Dataset records:
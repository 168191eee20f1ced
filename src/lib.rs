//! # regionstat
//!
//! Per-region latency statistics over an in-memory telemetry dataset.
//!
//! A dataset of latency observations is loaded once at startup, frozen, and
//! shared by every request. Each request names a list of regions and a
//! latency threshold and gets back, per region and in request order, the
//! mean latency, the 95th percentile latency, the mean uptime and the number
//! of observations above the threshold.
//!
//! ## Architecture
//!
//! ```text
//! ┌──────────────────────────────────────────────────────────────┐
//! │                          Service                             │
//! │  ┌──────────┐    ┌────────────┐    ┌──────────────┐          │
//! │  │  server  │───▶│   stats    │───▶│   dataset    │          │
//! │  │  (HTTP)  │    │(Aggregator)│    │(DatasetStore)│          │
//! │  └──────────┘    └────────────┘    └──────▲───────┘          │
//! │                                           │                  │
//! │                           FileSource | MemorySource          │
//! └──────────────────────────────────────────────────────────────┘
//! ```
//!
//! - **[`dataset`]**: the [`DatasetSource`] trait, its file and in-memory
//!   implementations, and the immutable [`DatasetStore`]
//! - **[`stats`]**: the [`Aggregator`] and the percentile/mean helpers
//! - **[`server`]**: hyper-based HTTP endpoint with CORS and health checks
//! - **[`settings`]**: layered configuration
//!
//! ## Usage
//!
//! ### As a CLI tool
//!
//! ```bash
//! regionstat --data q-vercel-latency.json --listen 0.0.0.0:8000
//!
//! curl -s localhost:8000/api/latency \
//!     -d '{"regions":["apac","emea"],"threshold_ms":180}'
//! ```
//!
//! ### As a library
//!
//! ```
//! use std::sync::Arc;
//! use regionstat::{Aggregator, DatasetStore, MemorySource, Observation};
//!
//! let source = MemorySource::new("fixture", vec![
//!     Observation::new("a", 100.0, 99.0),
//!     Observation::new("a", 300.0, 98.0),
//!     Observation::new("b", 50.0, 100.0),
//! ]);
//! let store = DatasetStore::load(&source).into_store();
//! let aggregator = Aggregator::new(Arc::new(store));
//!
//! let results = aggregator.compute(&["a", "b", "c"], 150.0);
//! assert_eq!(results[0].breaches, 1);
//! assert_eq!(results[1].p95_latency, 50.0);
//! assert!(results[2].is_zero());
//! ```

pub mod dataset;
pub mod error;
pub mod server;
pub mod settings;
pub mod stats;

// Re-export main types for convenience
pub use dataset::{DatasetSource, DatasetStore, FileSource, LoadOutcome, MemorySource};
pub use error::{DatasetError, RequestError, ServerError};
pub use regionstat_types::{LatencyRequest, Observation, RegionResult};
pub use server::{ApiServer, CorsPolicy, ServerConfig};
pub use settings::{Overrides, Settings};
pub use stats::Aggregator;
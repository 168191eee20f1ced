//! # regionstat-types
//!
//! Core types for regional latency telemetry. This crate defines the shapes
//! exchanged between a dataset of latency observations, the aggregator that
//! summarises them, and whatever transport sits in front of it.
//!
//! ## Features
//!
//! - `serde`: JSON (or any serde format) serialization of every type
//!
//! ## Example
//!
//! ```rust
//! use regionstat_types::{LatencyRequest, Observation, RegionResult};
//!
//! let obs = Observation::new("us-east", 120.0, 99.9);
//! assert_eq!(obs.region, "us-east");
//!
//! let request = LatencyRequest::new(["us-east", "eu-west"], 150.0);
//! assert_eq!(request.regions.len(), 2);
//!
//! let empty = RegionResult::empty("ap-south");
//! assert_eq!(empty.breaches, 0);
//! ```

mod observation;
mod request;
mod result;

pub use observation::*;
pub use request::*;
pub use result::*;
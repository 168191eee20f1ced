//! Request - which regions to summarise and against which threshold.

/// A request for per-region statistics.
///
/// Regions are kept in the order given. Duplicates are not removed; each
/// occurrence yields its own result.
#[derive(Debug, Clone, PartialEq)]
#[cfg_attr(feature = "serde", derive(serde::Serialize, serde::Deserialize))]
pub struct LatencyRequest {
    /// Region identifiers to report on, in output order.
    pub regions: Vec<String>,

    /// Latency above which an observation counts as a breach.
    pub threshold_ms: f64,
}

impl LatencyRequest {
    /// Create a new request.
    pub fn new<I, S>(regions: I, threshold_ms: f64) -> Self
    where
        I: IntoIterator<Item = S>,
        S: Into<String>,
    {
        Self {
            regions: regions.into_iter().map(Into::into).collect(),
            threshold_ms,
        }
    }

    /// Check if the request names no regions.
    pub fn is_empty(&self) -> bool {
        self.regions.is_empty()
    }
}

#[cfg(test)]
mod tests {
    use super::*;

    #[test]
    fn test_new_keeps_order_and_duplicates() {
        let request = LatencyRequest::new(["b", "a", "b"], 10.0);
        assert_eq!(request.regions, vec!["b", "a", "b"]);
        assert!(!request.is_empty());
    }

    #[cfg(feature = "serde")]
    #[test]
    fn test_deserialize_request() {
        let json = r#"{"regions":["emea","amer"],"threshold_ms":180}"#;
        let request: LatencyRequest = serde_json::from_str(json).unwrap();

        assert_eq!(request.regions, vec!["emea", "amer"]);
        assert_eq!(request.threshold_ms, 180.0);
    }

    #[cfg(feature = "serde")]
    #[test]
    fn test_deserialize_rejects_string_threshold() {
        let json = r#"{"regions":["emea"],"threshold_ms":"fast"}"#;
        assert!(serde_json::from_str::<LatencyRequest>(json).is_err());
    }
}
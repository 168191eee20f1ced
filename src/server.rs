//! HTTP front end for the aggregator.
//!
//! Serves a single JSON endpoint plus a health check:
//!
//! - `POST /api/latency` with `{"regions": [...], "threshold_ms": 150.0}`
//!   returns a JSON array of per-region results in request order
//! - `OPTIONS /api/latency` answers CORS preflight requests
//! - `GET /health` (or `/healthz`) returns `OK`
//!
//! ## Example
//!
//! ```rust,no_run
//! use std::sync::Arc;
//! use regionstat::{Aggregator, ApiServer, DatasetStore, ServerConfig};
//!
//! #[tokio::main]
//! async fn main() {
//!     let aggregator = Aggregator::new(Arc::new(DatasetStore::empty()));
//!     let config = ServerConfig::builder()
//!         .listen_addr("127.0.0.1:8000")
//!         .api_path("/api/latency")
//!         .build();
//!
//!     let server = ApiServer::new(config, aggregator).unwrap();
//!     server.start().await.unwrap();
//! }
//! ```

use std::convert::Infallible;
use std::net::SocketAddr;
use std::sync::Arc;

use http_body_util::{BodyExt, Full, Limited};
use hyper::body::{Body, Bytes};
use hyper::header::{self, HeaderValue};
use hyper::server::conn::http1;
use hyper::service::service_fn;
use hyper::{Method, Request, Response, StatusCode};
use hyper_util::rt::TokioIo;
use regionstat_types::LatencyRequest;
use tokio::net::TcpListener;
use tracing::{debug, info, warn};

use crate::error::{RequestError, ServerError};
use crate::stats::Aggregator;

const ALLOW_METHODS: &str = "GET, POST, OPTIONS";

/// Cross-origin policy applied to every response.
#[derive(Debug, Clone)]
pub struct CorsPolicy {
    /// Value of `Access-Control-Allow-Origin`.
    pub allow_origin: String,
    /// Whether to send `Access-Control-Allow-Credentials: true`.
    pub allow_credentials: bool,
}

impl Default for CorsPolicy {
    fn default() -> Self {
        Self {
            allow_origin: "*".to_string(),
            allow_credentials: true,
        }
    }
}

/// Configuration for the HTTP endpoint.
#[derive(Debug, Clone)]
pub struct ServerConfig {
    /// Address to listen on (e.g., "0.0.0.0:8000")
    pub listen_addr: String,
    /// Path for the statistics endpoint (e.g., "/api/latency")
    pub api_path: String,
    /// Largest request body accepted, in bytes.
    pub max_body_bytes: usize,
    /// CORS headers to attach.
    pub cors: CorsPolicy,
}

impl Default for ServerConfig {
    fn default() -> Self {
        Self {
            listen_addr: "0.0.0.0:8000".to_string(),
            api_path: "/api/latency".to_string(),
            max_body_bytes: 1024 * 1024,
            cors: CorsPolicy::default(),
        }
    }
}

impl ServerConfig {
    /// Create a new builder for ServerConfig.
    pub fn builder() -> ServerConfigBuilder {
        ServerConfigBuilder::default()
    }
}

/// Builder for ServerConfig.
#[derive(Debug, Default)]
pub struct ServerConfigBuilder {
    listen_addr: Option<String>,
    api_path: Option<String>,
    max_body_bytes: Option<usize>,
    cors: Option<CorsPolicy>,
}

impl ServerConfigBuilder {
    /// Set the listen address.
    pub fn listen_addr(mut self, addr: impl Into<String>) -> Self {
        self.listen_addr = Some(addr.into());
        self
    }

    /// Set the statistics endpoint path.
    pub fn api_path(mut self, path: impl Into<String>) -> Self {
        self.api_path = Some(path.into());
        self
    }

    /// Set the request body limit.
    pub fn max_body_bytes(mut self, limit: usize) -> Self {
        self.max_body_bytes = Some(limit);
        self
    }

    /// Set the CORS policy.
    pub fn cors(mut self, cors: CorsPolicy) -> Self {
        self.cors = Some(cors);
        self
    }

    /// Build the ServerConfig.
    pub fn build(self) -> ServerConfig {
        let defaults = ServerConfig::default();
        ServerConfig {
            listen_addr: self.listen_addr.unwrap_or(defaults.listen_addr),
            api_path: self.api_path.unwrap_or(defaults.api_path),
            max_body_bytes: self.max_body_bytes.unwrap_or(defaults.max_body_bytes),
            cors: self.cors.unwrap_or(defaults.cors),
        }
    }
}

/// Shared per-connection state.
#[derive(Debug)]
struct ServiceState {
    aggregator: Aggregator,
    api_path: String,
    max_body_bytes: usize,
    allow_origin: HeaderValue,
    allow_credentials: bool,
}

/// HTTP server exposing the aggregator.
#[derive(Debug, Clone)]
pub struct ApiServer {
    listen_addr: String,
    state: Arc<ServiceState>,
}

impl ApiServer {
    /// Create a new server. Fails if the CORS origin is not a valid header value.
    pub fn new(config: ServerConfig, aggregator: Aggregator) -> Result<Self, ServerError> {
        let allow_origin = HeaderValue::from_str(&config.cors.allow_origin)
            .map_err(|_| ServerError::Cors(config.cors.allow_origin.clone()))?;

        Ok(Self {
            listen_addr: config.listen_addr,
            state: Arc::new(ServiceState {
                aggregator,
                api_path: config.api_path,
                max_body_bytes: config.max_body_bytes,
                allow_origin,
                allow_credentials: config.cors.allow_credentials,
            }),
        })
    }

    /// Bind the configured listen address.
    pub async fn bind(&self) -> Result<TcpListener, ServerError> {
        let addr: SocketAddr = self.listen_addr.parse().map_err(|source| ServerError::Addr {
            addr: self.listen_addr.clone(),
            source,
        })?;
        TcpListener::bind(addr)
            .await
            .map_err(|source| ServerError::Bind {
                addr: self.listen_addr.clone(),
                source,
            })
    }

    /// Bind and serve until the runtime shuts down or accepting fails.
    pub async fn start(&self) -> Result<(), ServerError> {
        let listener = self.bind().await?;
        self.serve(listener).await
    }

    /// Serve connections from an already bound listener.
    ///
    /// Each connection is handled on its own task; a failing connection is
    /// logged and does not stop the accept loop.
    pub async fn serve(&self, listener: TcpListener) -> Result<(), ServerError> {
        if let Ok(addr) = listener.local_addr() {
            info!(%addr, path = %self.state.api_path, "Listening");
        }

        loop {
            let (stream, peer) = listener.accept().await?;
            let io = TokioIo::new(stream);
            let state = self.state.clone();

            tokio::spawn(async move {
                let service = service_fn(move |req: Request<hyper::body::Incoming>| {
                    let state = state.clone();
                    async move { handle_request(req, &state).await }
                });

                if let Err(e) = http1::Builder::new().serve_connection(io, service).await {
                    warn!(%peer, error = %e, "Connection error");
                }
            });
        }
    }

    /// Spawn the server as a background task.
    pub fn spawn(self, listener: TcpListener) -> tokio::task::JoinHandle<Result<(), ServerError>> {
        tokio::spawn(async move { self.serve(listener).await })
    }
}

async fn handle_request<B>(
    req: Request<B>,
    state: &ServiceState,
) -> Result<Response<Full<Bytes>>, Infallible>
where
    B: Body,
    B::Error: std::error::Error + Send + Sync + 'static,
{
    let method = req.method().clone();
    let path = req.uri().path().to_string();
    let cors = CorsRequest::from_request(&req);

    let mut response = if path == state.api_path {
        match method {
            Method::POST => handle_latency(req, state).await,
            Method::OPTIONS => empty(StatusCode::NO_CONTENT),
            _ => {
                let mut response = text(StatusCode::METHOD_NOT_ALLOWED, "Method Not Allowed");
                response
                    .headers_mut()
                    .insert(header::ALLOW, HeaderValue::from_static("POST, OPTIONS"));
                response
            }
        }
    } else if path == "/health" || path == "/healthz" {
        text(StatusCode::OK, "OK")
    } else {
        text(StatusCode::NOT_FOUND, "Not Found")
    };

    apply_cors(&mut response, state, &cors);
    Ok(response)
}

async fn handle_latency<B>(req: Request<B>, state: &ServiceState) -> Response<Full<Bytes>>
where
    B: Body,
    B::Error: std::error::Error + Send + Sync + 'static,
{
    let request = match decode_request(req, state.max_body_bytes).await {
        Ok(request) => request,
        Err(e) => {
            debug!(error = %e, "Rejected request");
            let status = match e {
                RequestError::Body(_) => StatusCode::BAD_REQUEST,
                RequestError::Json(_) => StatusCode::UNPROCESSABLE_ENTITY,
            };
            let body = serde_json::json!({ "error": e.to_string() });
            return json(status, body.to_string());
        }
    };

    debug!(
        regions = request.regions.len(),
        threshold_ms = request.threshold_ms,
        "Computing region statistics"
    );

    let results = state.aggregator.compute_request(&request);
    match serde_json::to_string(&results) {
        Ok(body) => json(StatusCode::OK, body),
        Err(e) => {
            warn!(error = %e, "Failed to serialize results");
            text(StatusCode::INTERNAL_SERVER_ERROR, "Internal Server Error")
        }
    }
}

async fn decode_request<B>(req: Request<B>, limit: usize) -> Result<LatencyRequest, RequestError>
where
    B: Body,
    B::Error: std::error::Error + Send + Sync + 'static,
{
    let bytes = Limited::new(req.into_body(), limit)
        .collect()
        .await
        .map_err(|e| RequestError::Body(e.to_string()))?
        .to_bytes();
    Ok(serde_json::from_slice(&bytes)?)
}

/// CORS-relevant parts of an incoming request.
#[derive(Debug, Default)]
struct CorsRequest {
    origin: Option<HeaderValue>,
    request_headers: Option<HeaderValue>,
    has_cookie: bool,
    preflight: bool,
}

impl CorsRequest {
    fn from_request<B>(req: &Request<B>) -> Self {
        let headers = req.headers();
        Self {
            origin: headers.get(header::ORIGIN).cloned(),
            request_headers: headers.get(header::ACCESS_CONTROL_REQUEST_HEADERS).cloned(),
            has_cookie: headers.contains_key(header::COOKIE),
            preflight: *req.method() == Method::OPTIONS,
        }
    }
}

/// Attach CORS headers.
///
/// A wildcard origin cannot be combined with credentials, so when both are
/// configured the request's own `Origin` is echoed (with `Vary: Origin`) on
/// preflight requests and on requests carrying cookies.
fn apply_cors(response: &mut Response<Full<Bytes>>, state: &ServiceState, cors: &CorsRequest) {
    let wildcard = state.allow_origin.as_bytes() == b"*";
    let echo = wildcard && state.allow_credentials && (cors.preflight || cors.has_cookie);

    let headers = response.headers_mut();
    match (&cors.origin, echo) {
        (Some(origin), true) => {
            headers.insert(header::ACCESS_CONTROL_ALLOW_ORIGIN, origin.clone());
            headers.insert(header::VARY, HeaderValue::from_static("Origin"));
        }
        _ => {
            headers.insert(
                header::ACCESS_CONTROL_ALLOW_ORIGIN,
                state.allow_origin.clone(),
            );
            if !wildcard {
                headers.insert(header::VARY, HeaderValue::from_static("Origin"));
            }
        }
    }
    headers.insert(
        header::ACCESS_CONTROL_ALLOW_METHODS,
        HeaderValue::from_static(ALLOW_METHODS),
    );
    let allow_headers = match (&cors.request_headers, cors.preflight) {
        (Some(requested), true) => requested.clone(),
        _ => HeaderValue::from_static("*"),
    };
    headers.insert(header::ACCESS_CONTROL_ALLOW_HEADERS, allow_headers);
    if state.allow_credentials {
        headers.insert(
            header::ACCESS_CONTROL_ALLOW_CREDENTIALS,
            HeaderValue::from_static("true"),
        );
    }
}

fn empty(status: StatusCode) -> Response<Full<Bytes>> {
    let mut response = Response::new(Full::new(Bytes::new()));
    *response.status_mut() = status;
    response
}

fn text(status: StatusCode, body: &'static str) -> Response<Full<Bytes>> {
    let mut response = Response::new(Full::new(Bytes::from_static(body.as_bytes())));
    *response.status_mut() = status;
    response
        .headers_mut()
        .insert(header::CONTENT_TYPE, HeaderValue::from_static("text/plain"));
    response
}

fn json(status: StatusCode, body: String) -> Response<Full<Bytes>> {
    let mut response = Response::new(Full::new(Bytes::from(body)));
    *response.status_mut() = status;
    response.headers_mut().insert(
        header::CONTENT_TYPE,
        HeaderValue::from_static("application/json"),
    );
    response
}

Task requirements: Each line of the records, from the opening one through the line holding "file and in-memory", should be restated word for word, with nothing else in the answer.

Answer for the task:
repository 168191eee20f1ced
filename src/lib.rs
//! # regionstat
//!
//! Per-region latency statistics over an in-memory telemetry dataset.
//!
//! A dataset of latency observations is loaded once at startup, frozen, and
//! shared by every request. Each request names a list of regions and a
//! latency threshold and gets back, per region and in request order, the
//! mean latency, the 95th percentile latency, the mean uptime and the number
//! of observations above the threshold.
//!
//! ## Architecture
//!
//! ```text
//! ┌──────────────────────────────────────────────────────────────┐
//! │                          Service                             │
//! │  ┌──────────┐    ┌────────────┐    ┌──────────────┐          │
//! │  │  server  │───▶│   stats    │───▶│   dataset    │          │
//! │  │  (HTTP)  │    │(Aggregator)│    │(DatasetStore)│          │
//! │  └──────────┘    └────────────┘    └──────▲───────┘          │
//! │                                           │                  │
//! │                           FileSource | MemorySource          │
//! └──────────────────────────────────────────────────────────────┘
//! ```
//!
//! - **[`dataset`]**: the [`DatasetSource`] trait, its file and in-memory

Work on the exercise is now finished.